======== PROVIDED ENTRIES ========
//! Cluster-orchestrator backend: one Deployment-style workload per driver.
//!
//! The workload runs two containers: the driver image itself and a fixed
//! transport sidecar carrying broker connection parameters, so drivers emit
//! events without embedding broker logic.

use async_trait::async_trait;
use rudder_types::{Driver, Status};
use std::collections::BTreeMap;
use std::sync::Arc;
use std::time::Duration;
use thiserror::Error;
use tracing::{debug, info, warn};

use crate::backend::{
    backoff, build_env, driver_args, workload_name, DriverBackend, APP_LABEL_KEY, APP_LABEL_VALUE,
    DRIVER_ID_LABEL,
};
use crate::error::BackendError;
use crate::secrets::{resolve_secrets, SecretReader};

const DEFAULT_DEPLOY_TIMEOUT: Duration = Duration::from_secs(10);
const DRIVER_CONTAINER: &str = "driver";
const SIDECAR_CONTAINER: &str = "driver-sidecar";
const ROUTE_PORT: u16 = 80;

/// Cluster API error type.
#[derive(Debug, Error)]
pub enum ClusterError {
    #[error("already exists: {0}")]
    AlreadyExists(String),

    #[error("not found: {0}")]
    NotFound(String),

    #[error("cluster api: {0}")]
    Api(String),
}

/// One container of a workload template.
#[derive(Debug, Clone)]
pub struct ContainerTemplate {
    pub name: String,
    pub image: String,
    pub args: Vec<String>,
    pub env: Vec<(String, String)>,
}

/// The namespaced deployment resource the cluster client manages.
#[derive(Debug, Clone)]
pub struct WorkloadSpec {
    pub name: String,
    pub namespace: String,
    pub labels: BTreeMap<String, String>,
    pub replicas: u32,
    pub containers: Vec<ContainerTemplate>,
}

/// Observed state of a workload.
#[derive(Debug, Clone)]
pub struct WorkloadState {
    pub labels: BTreeMap<String, String>,
    pub available_replicas: u32,
}

/// An externally reachable route (service + ingress collapsed at this
/// boundary) for an exposed driver.
#[derive(Debug, Clone)]
pub struct RouteSpec {
    pub name: String,
    pub namespace: String,
    pub labels: BTreeMap<String, String>,
    pub host: String,
    pub path: String,
    pub port: u16,
}

/// The cluster SDK surface this backend consumes.
#[async_trait]
pub trait ClusterClient: Send + Sync {
    async fn create_workload(&self, spec: &WorkloadSpec) -> Result<(), ClusterError>;

    async fn update_workload(&self, spec: &WorkloadSpec) -> Result<(), ClusterError>;

    async fn get_workload(&self, namespace: &str, name: &str) -> Result<WorkloadState, ClusterError>;

    /// Foreground-cascading delete.
    async fn delete_workload(&self, namespace: &str, name: &str) -> Result<(), ClusterError>;

    async fn create_route(&self, route: &RouteSpec) -> Result<(), ClusterError>;

    async fn delete_route(&self, namespace: &str, name: &str) -> Result<(), ClusterError>;
}

/// Cluster backend configuration, built once at startup.
#[derive(Debug, Clone)]
pub struct ClusterConfig {
    /// Namespace driver workloads are created in.
    pub namespace: String,

    /// Shared image for built-in drivers.
    pub driver_image: String,

    /// Transport sidecar image.
    pub sidecar_image: String,

    /// Transport kind the sidecar connects with (`kafka`|`rabbitmq`).
    pub transport_kind: String,

    pub rabbitmq_url: String,

    pub kafka_brokers: Vec<String>,

    pub tracer_url: String,

    /// Hostname exposed drivers are routed under.
    pub ingress_host: String,
}

/// Driver backend managing a namespaced cluster deployment per driver.
pub struct ClusterBackend {
    client: Arc<dyn ClusterClient>,
    secrets: Arc<dyn SecretReader>,
    config: ClusterConfig,
    deploy_timeout: Duration,
}

impl ClusterBackend {
    pub fn new(
        client: Arc<dyn ClusterClient>,
        secrets: Arc<dyn SecretReader>,
        config: ClusterConfig,
    ) -> Self {
        Self {
            client,
            secrets,
            config,
            deploy_timeout: DEFAULT_DEPLOY_TIMEOUT,
        }
    }

    fn labels(&self, driver: &Driver, fullname: &str) -> BTreeMap<String, String> {
        BTreeMap::from([
            (APP_LABEL_KEY.to_string(), APP_LABEL_VALUE.to_string()),
            ("name".to_string(), fullname.to_string()),
            (DRIVER_ID_LABEL.to_string(), driver.base.id.clone()),
        ])
    }

    fn sidecar_env(&self, driver: &Driver) -> Vec<(String, String)> {
        vec![
            (
                "RUDDER_KAFKA_BROKERS".to_string(),
                self.config.kafka_brokers.join(","),
            ),
            ("RUDDER_RABBITMQ_URL".to_string(), self.config.rabbitmq_url.clone()),
            (
                "RUDDER_ORGANIZATION".to_string(),
                driver.base.organization_id.clone(),
            ),
            ("RUDDER_TRANSPORT".to_string(), self.config.transport_kind.clone()),
            ("RUDDER_TRACER".to_string(), self.config.tracer_url.clone()),
            ("RUDDER_DRIVER_TYPE".to_string(), driver.driver_type.clone()),
        ]
    }

    fn make_workload_spec(
        &self,
        driver: &Driver,
        secrets: &BTreeMap<String, String>,
    ) -> WorkloadSpec {
        let fullname = workload_name(driver);
        WorkloadSpec {
            labels: self.labels(driver, &fullname),
            namespace: self.config.namespace.clone(),
            replicas: 1,
            containers: vec![
                ContainerTemplate {
                    name: DRIVER_CONTAINER.to_string(),
                    image: driver.image.clone(),
                    args: driver_args(driver),
                    env: build_env(secrets),
                },
                ContainerTemplate {
                    name: SIDECAR_CONTAINER.to_string(),
                    image: self.config.sidecar_image.clone(),
                    args: vec![],
                    env: self.sidecar_env(driver),
                },
            ],
            name: fullname,
        }
    }

    fn route_path(driver: &Driver) -> String {
        format!("/driver/{}/{}", driver.base.organization_id, driver.base.id)
    }

    async fn await_available(&self, fullname: &str) -> Result<(), BackendError> {
        backoff(self.deploy_timeout, || async {
            let state = match self.client.get_workload(&self.config.namespace, fullname).await {
                Ok(state) => state,
                Err(ClusterError::NotFound(_)) => {
                    return Err(BackendError::DeploymentNotFound {
                        name: fullname.to_string(),
                    })
                }
                Err(err) => return Err(BackendError::Other(err.to_string())),
            };
            if state.available_replicas > 0 {
                return Ok(());
            }
            Err(BackendError::DeploymentNotAvailable {
                name: fullname.to_string(),
                detail: "no available replicas".to_string(),
            })
        })
        .await
    }
}

fn is_event_driver(labels: &BTreeMap<String, String>) -> bool {
    labels.get(APP_LABEL_KEY).map(String::as_str) == Some(APP_LABEL_VALUE)
}

#[async_trait]
impl DriverBackend for ClusterBackend {
    async fn deploy(&self, driver: &mut Driver) -> Result<(), BackendError> {
        let secrets = resolve_secrets(
            self.secrets.as_ref(),
            &driver.base.organization_id,
            &driver.secrets,
        )
        .await?;
        let spec = self.make_workload_spec(driver, &secrets);

        match self.client.create_workload(&spec).await {
            Ok(()) => {}
            // Update-safe: re-applying an existing deployment is an update.
            Err(ClusterError::AlreadyExists(_)) => {
                debug!(workload = %spec.name, "workload exists, applying update");
                self.client
                    .update_workload(&spec)
                    .await
                    .map_err(|err| BackendError::Other(err.to_string()))?;
            }
            Err(err) => return Err(BackendError::Other(err.to_string())),
        }

        self.await_available(&spec.name).await?;
        info!(driver = %driver.base.name, workload = %spec.name, "driver workload deployed");
        Ok(())
    }

    async fn update(&self, driver: &mut Driver) -> Result<(), BackendError> {
        let fullname = workload_name(driver);

        if driver.base.status == Status::Updating {
            let secrets = resolve_secrets(
                self.secrets.as_ref(),
                &driver.base.organization_id,
                &driver.secrets,
            )
            .await?;
            let spec = self.make_workload_spec(driver, &secrets);
            match self.client.update_workload(&spec).await {
                Ok(()) => {}
                Err(ClusterError::NotFound(_)) => {
                    return Err(BackendError::DeploymentNotFound { name: fullname })
                }
                Err(err) => return Err(BackendError::Other(err.to_string())),
            }
        } else {
            // Resync path: verify the workload is still live and available.
            self.await_available(&fullname).await?;
        }

        debug!(workload = %fullname, "driver workload updated");
        Ok(())
    }

    async fn delete(&self, driver: &Driver) -> Result<(), BackendError> {
        let fullname = workload_name(driver);

        if driver.expose {
            match self.client.delete_route(&self.config.namespace, &fullname).await {
                Ok(()) | Err(ClusterError::NotFound(_)) => {}
                Err(err) => return Err(BackendError::Other(err.to_string())),
            }
        }

        let state = match self.client.get_workload(&self.config.namespace, &fullname).await {
            Ok(state) => state,
            Err(ClusterError::NotFound(_)) => {
                return Err(BackendError::ObjectNotFound { name: fullname })
            }
            Err(err) => return Err(BackendError::Other(err.to_string())),
        };

        // Never delete a same-named resource this control plane does not own.
        if !is_event_driver(&state.labels) {
            return Err(BackendError::Other(format!(
                "refusing to delete non-event-driver workload {fullname:?}"
            )));
        }

        match self.client.delete_workload(&self.config.namespace, &fullname).await {
            Ok(()) => {}
            Err(ClusterError::NotFound(_)) => {
                return Err(BackendError::ObjectNotFound { name: fullname })
            }
            Err(err) => return Err(BackendError::Other(err.to_string())),
        }

        info!(driver = %driver.base.name, workload = %fullname, "driver workload deleted");
        Ok(())
    }

    async fn expose(&self, driver: &mut Driver) -> Result<(), BackendError> {
        let fullname = workload_name(driver);
        let path = Self::route_path(driver);
        let route = RouteSpec {
            labels: self.labels(driver, &fullname),
            namespace: self.config.namespace.clone(),
            host: self.config.ingress_host.clone(),
            path: path.clone(),
            port: ROUTE_PORT,
            name: fullname,
        };

        match self.client.create_route(&route).await {
            Ok(()) => {}
            Err(ClusterError::AlreadyExists(name)) => {
                warn!(route = %name, "route already exists, keeping it");
            }
            Err(err) => return Err(BackendError::Other(err.to_string())),
        }

        driver.url = Some(format!("https://{}{}", self.config.ingress_host, path));
        Ok(())
    }
}

#[cfg(test)]
mod tests {
    use super::*;
    use crate::memory::{InMemoryClusterClient, StaticSecretReader};
    use rudder_types::BaseEntity;

    fn config() -> ClusterConfig {
        ClusterConfig {
            namespace: "rudder".to_string(),
            driver_image: "rudder/driver:latest".to_string(),
            sidecar_image: "rudder/sidecar:latest".to_string(),
            transport_kind: "kafka".to_string(),
            rabbitmq_url: String::new(),
            kafka_brokers: vec!["kafka-0:9092".to_string(), "kafka-1:9092".to_string()],
            tracer_url: "http://tracer:9411".to_string(),
            ingress_host: "rudder.example.com".to_string(),
        }
    }

    fn driver(expose: bool) -> Driver {
        let mut base = BaseEntity::new("org1", "d1");
        base.id = "driver-id-1".to_string();
        base.status = Status::Creating;
        Driver {
            base,
            driver_type: "vcenter".to_string(),
            config: BTreeMap::from([("vcenterurl".to_string(), "vc.example.com".to_string())]),
            secrets: vec![],
            image: "rudder/driver:latest".to_string(),
            expose,
            url: None,
        }
    }

    fn backend_with(client: Arc<InMemoryClusterClient>) -> ClusterBackend {
        ClusterBackend::new(
            client,
            Arc::new(StaticSecretReader::new(BTreeMap::new())),
            config(),
        )
    }

    #[tokio::test]
    async fn deploy_builds_two_container_workload() {
        let client = Arc::new(InMemoryClusterClient::new());
        let backend = backend_with(client.clone());
        let mut d = driver(false);

        backend.deploy(&mut d).await.unwrap();

        let spec = client
            .workload("rudder", "event-driver-vcenter-d1")
            .expect("workload created");
        assert_eq!(spec.containers.len(), 2);
        assert_eq!(spec.containers[0].name, "driver");
        assert_eq!(spec.containers[1].name, "driver-sidecar");
        assert!(spec.containers[1]
            .env
            .contains(&("RUDDER_KAFKA_BROKERS".to_string(), "kafka-0:9092,kafka-1:9092".to_string())));
        assert_eq!(spec.labels.get("app").map(String::as_str), Some("event-driver"));
    }

    #[tokio::test]
    async fn deploy_twice_applies_update_instead_of_failing() {
        let client = Arc::new(InMemoryClusterClient::new());
        let backend = backend_with(client.clone());
        let mut d = driver(false);

        backend.deploy(&mut d).await.unwrap();
        backend.deploy(&mut d).await.unwrap();

        assert_eq!(client.workload_count(), 1);
    }

    #[tokio::test]
    async fn delete_refuses_foreign_workload() {
        let client = Arc::new(InMemoryClusterClient::new());
        let backend = backend_with(client.clone());
        let d = driver(false);

        // A same-named workload that rudder does not manage.
        client
            .create_workload(&WorkloadSpec {
                name: "event-driver-vcenter-d1".to_string(),
                namespace: "rudder".to_string(),
                labels: BTreeMap::from([("app".to_string(), "something-else".to_string())]),
                replicas: 1,
                containers: vec![],
            })
            .await
            .unwrap();

        let err = backend.delete(&d).await.unwrap_err();
        assert!(matches!(err, BackendError::Other(_)));
        assert_eq!(client.workload_count(), 1);
    }

    #[tokio::test]
    async fn delete_missing_workload_is_typed_not_found() {
        let client = Arc::new(InMemoryClusterClient::new());
        let backend = backend_with(client);
        let d = driver(false);

        let err = backend.delete(&d).await.unwrap_err();
        assert!(err.is_not_found());
    }

    #[tokio::test]
    async fn expose_records_ingress_url() {
        let client = Arc::new(InMemoryClusterClient::new());
        let backend = backend_with(client.clone());
        let mut d = driver(true);

        backend.expose(&mut d).await.unwrap();

        assert_eq!(
            d.url.as_deref(),
            Some("https://rudder.example.com/driver/org1/driver-id-1")
        );
        assert_eq!(client.route_count(), 1);

        // Re-exposing keeps the existing route.
        backend.expose(&mut d).await.unwrap();
        assert_eq!(client.route_count(), 1);
    }
}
========
- [THE PROBLEM] What is needed is an exact copy of the entries from their first line down to the line with "use std::time::Duration;", that line included, and nothing beyond it.

- [REPLY TO THE TASK]
//! Cluster-orchestrator backend: one Deployment-style workload per driver.
//!
//! The workload runs two containers: the driver image itself and a fixed
//! transport sidecar carrying broker connection parameters, so drivers emit
//! events without embedding broker logic.

use async_trait::async_trait;
use rudder_types::{Driver, Status};
use std::collections::BTreeMap;
use std::sync::Arc;
use std::time::Duration;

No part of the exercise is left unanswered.